SOURCE DATA ::
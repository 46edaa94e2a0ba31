//! Sending loop: the cooperative task that awaits credit, drains
//! resend-then-send, emits checksummed bytes, and advances the line
//! counter. A `select!`-driven loop around a cancellation token, but
//! single-ended: there is one outbound direction here, not a
//! request/response cycle.

use std::sync::Arc;

use bytes::Bytes;
use tracing::{debug, trace};

use crate::command::Command;
use crate::flavor::FlavorHandle;
use crate::internal::Internal;
use crate::phase::{HookOutcome, Phase, Pipeline};
use crate::queue::send::Entry;
use crate::state::ProtocolState;

/// XOR of every byte in `data`, the RepRap checksum used for outbound lines.
pub fn checksum(data: &[u8]) -> u8 {
    data.iter().fold(0u8, |acc, b| acc ^ b)
}

/// Whether `entry`'s command should be transmitted with a checksum, per
/// the checksum policy formula: required for commands the flavor flags as
/// needing one, otherwise allowed-and-enabled for any gcode command.
pub fn send_with_checksum(
    command: &Command,
    state: ProtocolState,
    message_integrity: bool,
    policy: &crate::flavor::Policy,
) -> bool {
    if message_integrity {
        return false;
    }
    let gcode_key = command.gcode_key();
    let is_gcode = gcode_key.is_some();
    let requires = policy.requires_checksum(gcode_key.as_deref());
    let allows = is_gcode || policy.unknown_with_checksum;
    let enabled = policy.always_send_checksum || (state == ProtocolState::Processing && !policy.never_send_checksum);
    requires || (allows && enabled)
}

/// Whether transmitting `command` should consume one unit of clear-to-send
/// credit: gcode commands always do, anything else only if the flavor
/// requires an ack for unknown lines.
pub fn consumes_credit(command: &Command, policy: &crate::flavor::Policy) -> bool {
    command.gcode_key().is_some() || policy.unknown_requires_ack
}

/// Formats a checksummed wire line: `N<n> <line>*<checksum>`, no trailing
/// newline (the transport writer appends line framing).
pub fn format_checksummed(line_number: u64, line: &str) -> Bytes {
    let prefix = format!("N{line_number} {line}");
    let c = checksum(prefix.as_bytes());
    Bytes::from(format!("{prefix}*{c}"))
}

/// Decides what the sending loop should do with the next queued entry.
pub enum SendDecision {
    /// Write `bytes` to the transport verbatim (already framed/checksummed).
    /// `sent_phase_command` is `Some` when the caller should run `command`
    /// through the `sent` phase once the write completes (resends skip it:
    /// their built-ins already ran the first time the line went out).
    Write {
        bytes: Bytes,
        consumes_credit: bool,
        on_sent: Option<crate::queue::send::OnSent>,
        sent_phase_command: Option<Command>,
    },
    /// Nothing to transmit (command dropped by the `sending` phase, or an
    /// at-command that never reaches the wire); caller should tickle
    /// `continue_sending` and loop again without waiting on a fresh credit.
    Skip,
}

/// Runs one dequeued [`Entry`] through the sending-phase pipeline and
/// checksum policy, returning what the caller should write to the transport
/// (if anything). The `sent` phase itself is *not* run here: it only applies
/// once the transport write has actually succeeded, so the caller runs it
/// via `sent_phase_command`.
pub fn process_entry(
    internal: &Arc<Internal>,
    flavor: &FlavorHandle,
    pipeline: &Pipeline,
    entry: Entry,
    message_integrity: bool,
) -> SendDecision {
    // Resend entries go out byte-identical: no phase processing, no line
    // counter change, no history update. `entry.command.line()` already
    // holds the fully framed wire bytes history stored the first time this
    // line went out (`N<n> ...*<checksum>`), so it is written verbatim
    // rather than reframed.
    if let Some(line_number) = entry.line_number {
        let bytes = Bytes::from(entry.command.line().to_string());
        trace!(line_number, "resending verbatim from history");
        return SendDecision::Write {
            bytes,
            consumes_credit: true,
            on_sent: entry.on_sent,
            sent_phase_command: None,
        };
    }

    let command = if entry.processed {
        entry.command
    } else {
        match pipeline.process(Phase::Sending, entry.command) {
            HookOutcome::Continue(c) => c,
            _ => return SendDecision::Skip,
        }
    };

    if command.is_empty_line() {
        return SendDecision::Skip;
    }

    if matches!(command, Command::AtCommand { .. }) {
        pipeline.process(Phase::Sending, command);
        return SendDecision::Skip;
    }

    let state = internal.current_state();
    let flavor_guard = flavor.read();
    let policy = &flavor_guard.policy;
    let with_checksum = send_with_checksum(&command, state, message_integrity, policy);
    let consumes = consumes_credit(&command, policy);
    drop(flavor_guard);

    let bytes = if with_checksum {
        let mut line_state = internal.line.lock();
        let line_number = line_state.current_line;
        let wire = format_checksummed(line_number, command.line());
        line_state.history.append(line_number, wire.clone());
        line_state.current_line += 1;
        wire
    } else {
        Bytes::from(command.line().to_string())
    };

    SendDecision::Write {
        bytes,
        consumes_credit: consumes,
        on_sent: entry.on_sent,
        sent_phase_command: Some(command),
    }
}

/// The emergency-stop double-send for M112: bypasses
/// the send queue, emitting the checksummed stop command twice — once at
/// the current line (no increment) and once with increment — as a defense
/// against M112 colliding with an in-flight resend window.
pub fn emergency_stop_frames(internal: &Arc<Internal>, command: &Command) -> (Bytes, Bytes) {
    let mut line_state = internal.line.lock();
    let n = line_state.current_line;
    let first = format_checksummed(n, command.line());
    line_state.history.append(n, first.clone());
    line_state.current_line = n + 1;
    let second = format_checksummed(n + 1, command.line());
    line_state.history.append(n + 1, second.clone());
    line_state.current_line = n + 2;
    debug!(first = n, second = n + 1, "emergency stop bypassing send queue");
    (first, second)
}

#[cfg(test)]
mod tests {
    use super::*;
    use crate::command::to_command;
    use crate::flavor::{generic, Policy};

    #[test]
    fn checksum_matches_xor_of_bytes() {
        // N1 G28*52 is a commonly cited worked example for this exact line.
        let c = checksum(b"N1 G28");
        assert_eq!(format!("N1 G28*{c}"), "N1 G28*52");
    }

    #[test]
    fn format_checksummed_appends_correct_checksum() {
        let bytes = format_checksummed(1, "G28");
        assert_eq!(bytes.as_ref(), b"N1 G28*52");
    }

    #[test]
    fn gcode_commands_always_allow_checksum_in_processing() {
        let policy = generic::flavor().policy;
        let cmd = to_command("G1 X1", None, vec![]);
        assert!(send_with_checksum(&cmd, ProtocolState::Processing, false, &policy));
    }

    #[test]
    fn message_integrity_disables_checksum() {
        let policy = generic::flavor().policy;
        let cmd = to_command("G1 X1", None, vec![]);
        assert!(!send_with_checksum(&cmd, ProtocolState::Processing, true, &policy));
    }

    #[test]
    fn m110_requires_checksum_outside_processing() {
        let policy = generic::flavor().policy;
        let cmd = to_command("M110 N0", None, vec![]);
        assert!(send_with_checksum(&cmd, ProtocolState::Connected, false, &policy));
    }

    #[test]
    fn generic_lines_need_policy_opt_in() {
        let policy = Policy::default();
        let cmd = to_command("not a gcode", None, vec![]);
        assert!(!send_with_checksum(&cmd, ProtocolState::Processing, false, &policy));
    }

    #[test]
    fn gcode_commands_consume_credit() {
        let policy = generic::flavor().policy;
        let cmd = to_command("G1 X1", None, vec![]);
        assert!(consumes_credit(&cmd, &policy));
    }

    #[test]
    fn process_entry_increments_line_and_records_history() {
        let internal = Arc::new(Internal::new(10, 10));
        let flavor = Arc::new(parking_lot::RwLock::new(generic::flavor()));
        let pipeline = Pipeline::new();
        let entry = Entry::new(to_command("G28", None, vec![]));

        match process_entry(&internal, &flavor, &pipeline, entry, false) {
            SendDecision::Write { bytes, consumes_credit, sent_phase_command, .. } => {
                assert_eq!(bytes.as_ref(), b"N1 G28*52");
                assert!(consumes_credit);
                assert!(sent_phase_command.is_some());
            },
            SendDecision::Skip => panic!("expected a write"),
        }
        assert_eq!(internal.line.lock().current_line, 2);
        assert!(internal.line.lock().history.contains(1));
    }

    #[test]
    fn process_entry_resend_does_not_touch_line_counter() {
        let internal = Arc::new(Internal::new(10, 10));
        internal.line.lock().current_line = 9;
        let flavor = Arc::new(parking_lot::RwLock::new(generic::flavor()));
        let pipeline = Pipeline::new();
        // `entry.command.line()` carries the fully framed wire bytes history
        // stored the first time this line went out, the way `resend::next`
        // reconstructs it from `History::get`.
        let entry = Entry::resend(to_command("N3 G1 X1*12", None, vec![]), 3);

        match process_entry(&internal, &flavor, &pipeline, entry, false) {
            SendDecision::Write { bytes, .. } => assert_eq!(bytes.as_ref(), b"N3 G1 X1*12"),
            SendDecision::Skip => panic!("expected a write"),
        }
        assert_eq!(internal.line.lock().current_line, 9);
    }

    #[test]
    fn emergency_stop_sends_twice_advancing_by_two() {
        let internal = Arc::new(Internal::new(10, 10));
        internal.line.lock().current_line = 5;
        let cmd = to_command("M112", None, vec![]);
        let (first, second) = emergency_stop_frames(&internal, &cmd);
        assert!(first.starts_with(b"N5 "));
        assert!(second.starts_with(b"N6 "));
        assert_eq!(internal.line.lock().current_line, 7);
    }
}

EXERCISE DIRECTIONS ::
Repeat exactly the lines above from the one with "for unknown lines." up to and including the one with "sending-phase pipeline and". No other line belongs in the reply.

ANSWER TO THIS TASK ::
/// requires an ack for unknown lines.
pub fn consumes_credit(command: &Command, policy: &crate::flavor::Policy) -> bool {
    command.gcode_key().is_some() || policy.unknown_requires_ack
}

/// Formats a checksummed wire line: `N<n> <line>*<checksum>`, no trailing
/// newline (the transport writer appends line framing).
pub fn format_checksummed(line_number: u64, line: &str) -> Bytes {
    let prefix = format!("N{line_number} {line}");
    let c = checksum(prefix.as_bytes());
    Bytes::from(format!("{prefix}*{c}"))
}

/// Decides what the sending loop should do with the next queued entry.
pub enum SendDecision {
    /// Write `bytes` to the transport verbatim (already framed/checksummed).
    /// `sent_phase_command` is `Some` when the caller should run `command`
    /// through the `sent` phase once the write completes (resends skip it:
    /// their built-ins already ran the first time the line went out).
    Write {
        bytes: Bytes,
        consumes_credit: bool,
        on_sent: Option<crate::queue::send::OnSent>,
        sent_phase_command: Option<Command>,
    },
    /// Nothing to transmit (command dropped by the `sending` phase, or an
    /// at-command that never reaches the wire); caller should tickle
    /// `continue_sending` and loop again without waiting on a fresh credit.
    Skip,
}

/// Runs one dequeued [`Entry`] through the sending-phase pipeline and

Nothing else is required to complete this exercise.